• _Prompt_
Only the lines from the line containing "factor must be" to the end of the entries should be repeated, exactly as they appear.

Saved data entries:
==========

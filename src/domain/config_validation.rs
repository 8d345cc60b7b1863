//! Configuration validation.
//!
//! Validates the `[analysis]` and `[risk]` sections before a run.

use crate::domain::error::AnalysisError;
use crate::ports::config_port::ConfigPort;

pub fn validate_analysis_config(config: &dyn ConfigPort) -> Result<(), AnalysisError> {
    validate_periods(config)?;
    validate_growth_rate(config)?;
    validate_discount_rate(config)?;
    validate_initial_investment(config)?;
    validate_risk_factors(config)?;
    Ok(())
}

fn invalid(section: &str, key: &str, reason: &str) -> AnalysisError {
    AnalysisError::ConfigInvalid {
        section: section.to_string(),
        key: key.to_string(),
        reason: reason.to_string(),
    }
}

fn validate_periods(config: &dyn ConfigPort) -> Result<(), AnalysisError> {
    let value = config.get_int("analysis", "periods", 12);
    if value < 1 {
        return Err(invalid("analysis", "periods", "periods must be at least 1"));
    }
    Ok(())
}

fn validate_growth_rate(config: &dyn ConfigPort) -> Result<(), AnalysisError> {
    let value = config.get_double("analysis", "growth_rate", 0.02);
    if !value.is_finite() {
        return Err(invalid("analysis", "growth_rate", "growth_rate must be a number"));
    }
    Ok(())
}

fn validate_discount_rate(config: &dyn ConfigPort) -> Result<(), AnalysisError> {
    let discount = config.get_double("analysis", "discount_rate", 0.10);
    let terminal = config.get_double("analysis", "terminal_growth", 0.02);
    if !terminal.is_finite() {
        return Err(invalid(
            "analysis",
            "terminal_growth",
            "terminal_growth must be a number",
        ));
    }
    if !discount.is_finite() || discount <= terminal {
        return Err(invalid(
            "analysis",
            "discount_rate",
            "discount_rate must be greater than terminal_growth",
        ));
    }
    Ok(())
}

fn validate_initial_investment(config: &dyn ConfigPort) -> Result<(), AnalysisError> {
    let value = config.get_double("analysis", "initial_investment", 1_000_000.0);
    if !value.is_finite() || value <= 0.0 {
        return Err(invalid(
            "analysis",
            "initial_investment",
            "initial_investment must be positive",
        ));
    }
    Ok(())
}

fn validate_risk_factors(config: &dyn ConfigPort) -> Result<(), AnalysisError> {
    for key in ["policy", "intermittency", "market", "operational"] {
        let value = config.get_double("risk", key, 0.2);
        if !(0.0..=1.0).contains(&value) {
            return Err(invalid("risk", key, "risk factor must be between 0 and 1"));
        }
    }
    Ok(())
}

==========

• _Response for this exercise_
            return Err(invalid("risk", key, "risk factor must be between 0 and 1"));
        }
    }
    Ok(())
}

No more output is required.